- The Washington Times - Saturday, February 11, 2006


Assad appoints Cabinet ministers

DAMASCUS — Syrian President Bashar Assad appointed new interior and foreign ministers yesterday, filling a major vacuum in his government as the country faces pressure over its role in Lebanon.

The appointment of senior security officer Bassam Abdel Majeed as interior minister and career diplomat Walid al-Moualem to the foreign affairs portfolio were the key changes in a Cabinet reshuffle announced through the state news agency SANA.

Mr. Majeed succeeds the late Gen. Ghazi Kanaan, whom the authorities said committed suicide last year. Farouq al-Shara, who had served as Syria’s foreign minister for 22 years, was appointed vice president and was replaced by his deputy Mr. al-Moualem.


Musharraf confirms strike killed terrorists

PESHAWAR — Pakistan’s president said yesterday that an American missile attack last month killed a close relative of al Qaeda’s No. 2 leader and a terror suspect sought by the United States.

It was the first time that President Pervez Musharraf has provided details about the terror suspects killed in the strike. Until now, he has only said that “foreigners” had died.

Gen.
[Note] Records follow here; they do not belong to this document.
//! End-to-end diagram generation tests

use voronoi_map::*;

fn square_corner_diagram() -> VoronoiDiagram {
    let bounds = Rect::new(0.0, 0.0, 100.0, 100.0);
    let sites = vec![
        DVec2::new(10.0, 10.0),
        DVec2::new(10.0, 90.0),
        DVec2::new(90.0, 10.0),
        DVec2::new(90.0, 90.0),
    ];
    VoronoiDiagram::from_sites(bounds, sites).unwrap()
}

#[test]
fn four_corner_sites_yield_four_cells() {
    let diagram = square_corner_diagram();

    assert!(diagram.is_initialized());
    assert_eq!(diagram.cell_count(), 4);
}

#[test]
fn four_corner_sites_form_an_adjacency_cycle() {
    let diagram = square_corner_diagram();

    // Each quadrant cell borders exactly the two side-adjacent quadrants;
    // the diagonal pairs meet only at the center point, which is not an edge
    for cell in diagram.cells() {
        assert_eq!(
            cell.neighbor_count(),
            2,
            "cell {} has neighbors {:?}",
            cell.id,
            cell.neighbors
        );
        for &n in &cell.neighbors {
            assert!(diagram.cells()[n].is_neighbor_of(cell.id));
        }
    }

    let cell_of = |site_index: usize| diagram.cell_for_site(site_index).unwrap().id;
    // Diagonal pairs: (10,10)-(90,90) and (10,90)-(90,10)
    assert!(!diagram.cells()[cell_of(0)].is_neighbor_of(cell_of(3)));
    assert!(!diagram.cells()[cell_of(1)].is_neighbor_of(cell_of(2)));
}

#[test]
fn four_corner_cells_stay_within_bounds() {
    let diagram = square_corner_diagram();
    let bounds = diagram.bounds();

    for cell in diagram.cells() {
        assert!(cell.vertex_count() >= 3, "cell {} polygon is open", cell.id);
        for v in &cell.vertices {
            assert!(bounds.contains_eps(*v, 1e-6), "vertex {:?} out of bounds", v);
        }
        // Each quadrant cell covers a quarter of the domain
        assert!((cell.area() - 2500.0).abs() < 1e-6);
    }
}

#[test]
fn collinear_sites_are_rejected_without_nan() {
    let bounds = Rect::new(-10.0, -10.0, 110.0, 10.0);
    let sites = vec![
        DVec2::new(0.0, 0.0),
        DVec2::new(50.0, 0.0),
        DVec2::new(100.0, 0.0),
    ];

    match VoronoiDiagram::from_sites(bounds, sites) {
        Err(VoronoiError::DegenerateGeometry(_)) => {}
        other => panic!("expected DegenerateGeometry, got {:?}", other.map(|_| ())),
    }
}

#[test]
fn undersized_site_counts_are_rejected_up_front() {
    let bounds = Rect::new(0.0, 0.0, 100.0, 100.0);

    for count in [0, 1, 2] {
        let config = MapConfig {
            seed: 1,
            site_count: count,
            bounds,
        };
        assert!(
            matches!(
                VoronoiDiagram::generate(&config),
                Err(VoronoiError::InvalidArgument(_))
            ),
            "site_count {} was not rejected",
            count
        );
    }

    // The builder refuses the same inputs even earlier
    assert!(MapConfigBuilder::new().site_count(2).is_err());
}

#[test]
fn generated_diagram_satisfies_structural_invariants() {
    let config = MapConfigBuilder::new()
        .seed(1337)
        .site_count(120)
        .unwrap()
        .bounds(Rect::new(0.0, 0.0, 512.0, 512.0))
        .unwrap()
        .build()
        .unwrap();

    let diagram = VoronoiDiagram::generate(&config).unwrap();
    let bounds = diagram.bounds();

    assert!(diagram.cell_count() <= diagram.site_count());

    for cell in diagram.cells() {
        // Polygon containment after clipping
        for v in &cell.vertices {
            assert!(bounds.contains_eps(*v, 1e-6));
            assert!(v.x.is_finite() && v.y.is_finite());
        }

        // Symmetric, deduplicated adjacency
        let mut seen = std::collections::HashSet::new();
        for &n in &cell.neighbors {
            assert!(seen.insert(n), "duplicate neighbor {}", n);
            assert_ne!(n, cell.id);
            assert!(diagram.cells()[n].is_neighbor_of(cell.id));
        }
    }

    for edge in diagram.edges() {
        assert!(edge.left < diagram.cell_count());
        if let Some(right) = edge.right {
            assert!(right < diagram.cell_count());
            assert_ne!(edge.left, right);
        }
        assert!(edge.start.is_finite() && edge.end.is_finite());
    }
}

#[test]
fn neighbors_always_share_an_edge() {
    let config = MapConfigBuilder::new()
        .seed(99)
        .site_count(60)
        .unwrap()
        .bounds(Rect::new(0.0, 0.0, 200.0, 200.0))
        .unwrap()
        .build()
        .unwrap();

    let diagram = VoronoiDiagram::generate(&config).unwrap();

    for cell in diagram.cells() {
        for &n in &cell.neighbors {
            let edge = diagram
                .edge_between(cell.id, n)
                .unwrap_or_else(|| panic!("cells {} and {} share no edge", cell.id, n));
            assert!(!edge.is_boundary());
        }
    }
}

#[test]
fn same_seed_reproduces_identical_structure() {
    let config = MapConfigBuilder::new()
        .seed(2024)
        .site_count(80)
        .unwrap()
        .build()
        .unwrap();

    let a = VoronoiDiagram::generate(&config).unwrap();
    let b = VoronoiDiagram::generate(&config).unwrap();

    assert_eq!(a.sites(), b.sites());
    assert_eq!(a.edge_count(), b.edge_count());
    for (ca, cb) in a.cells().iter().zip(b.cells()) {
        assert_eq!(ca.site_index, cb.site_index);
        assert_eq!(ca.neighbors, cb.neighbors);
        assert_eq!(ca.vertices, cb.vertices);
        assert_eq!(ca.edges, cb.edges);
    }
}

#[test]
fn site_outside_bounds_clips_to_empty_polygon() {
    // A far-away site still triangulates, but its cell lies entirely
    // outside the domain and must clip to nothing rather than fail
    let bounds = Rect::new(0.0, 0.0, 100.0, 100.0);
    let sites = vec![
        DVec2::new(20.0, 20.0),
        DVec2::new(80.0, 20.0),
        DVec2::new(50.0, 80.0),
        DVec2::new(5000.0, 5000.0),
    ];

    let diagram = VoronoiDiagram::from_sites(bounds, sites).unwrap();
    let far_cell = diagram.cell_for_site(3).unwrap();

    assert!(far_cell.vertices.is_empty());
    for v in &far_cell.vertices {
        assert!(bounds.contains_eps(*v, 1e-6));
    }
}

#[cfg(feature = "serde")]
#[test]
fn cells_and_edges_round_trip_through_serde() {
    let diagram = square_corner_diagram();

    let json = serde_json::to_string(diagram.cells()).unwrap();
    let cells: Vec<VoronoiCell> = serde_json::from_str(&json).unwrap();
    assert_eq!(cells.len(), diagram.cell_count());
    assert_eq!(cells[0].neighbors, diagram.cells()[0].neighbors);

    let json = serde_json::to_string(diagram.edges()).unwrap();
    let edges: Vec<VoronoiEdge> = serde_json::from_str(&json).unwrap();
    assert_eq!(edges.len(), diagram.edge_count());
}

#[cfg(feature = "spatial-index")]
#[test]
fn point_lookup_agrees_with_nearest_site() {
    let diagram = square_corner_diagram();

    let cell = diagram.find_cell_at(DVec2::new(5.0, 5.0)).unwrap();
    assert_eq!(cell.site, DVec2::new(10.0, 10.0));

    let cell = diagram.find_cell_at(DVec2::new(95.0, 80.0)).unwrap();
    assert_eq!(cell.site, DVec2::new(90.0, 90.0));
}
Musharraf did not offer the names of the two militants killed in the Jan. 13 attack, but Pakistani intelligence officials have told the Associated Press that they were Midhat Mursi al-Sayid Umar and Abdul Rehman al-Maghribi, a relative of al Qaeda leader Ayman al-Zawahri.


Rumsfeld, leaders vow to combat terrorism

TUNIS — Citing their nations’ shared experience as victims of terrorism, Defense Secretary Donald H. Rumsfeld and leaders of this Muslim nation pledged yesterday to build closer military ties to help combat Islamic extremism.

“They have been attacked by terrorists in this country; they have felt the sting of that type of violence,” Mr. Rumsfeld told reporters after meeting with President Zine El-Abidine Ben Ali at the presidential palace.

Mr. Rumsfeld was referring to an April 2002 terrorist attack on the historic El-Ghriba synagogue on the island of Jerba that killed 21 persons. The al Qaeda terrorist network claimed responsibility. Tunis was the first stop on a three-day North Africa tour that also includes Algeria and Morocco.


Hamas leaders set to visit Moscow soon

JERUSALEM — Hamas militants confirmed yesterday they plan to travel to Moscow this month for talks with President Vladimir Putin, a trip that has enraged Israeli leaders, who fear the international community’s resolve to shun the Islamic group is weakening.

Hamas said it does not expect Russia to impose any conditions on the group, despite U.S. calls for Moscow to send a clear message that Hamas halt attacks on Israel and recognize the Jewish state.

“We are going to present our positions … about the political developments and issues related to the rights of our people,” said Sami Abu Zuhri, a Hamas spokesman in Gaza. “Russia will listen to Hamas and Hamas will listen to Russia.”


Preval supporters anticipate victory

PORT-AU-PRINCE — Thousands of chanting supporters of presidential candidate Rene Preval marched from a seaside slum past the national palace in a victory celebration yesterday as electoral officials continued counting ballots that have given Mr. Preval a wide lead.

The former president had 49.6 percent of 1.46 million valid votes counted so far, with the other candidates far behind, Haiti’s election council said.

The winning candidate needs 50 percent plus one vote to avoid a March 19 runoff with the second-place finisher. Final results are expected today.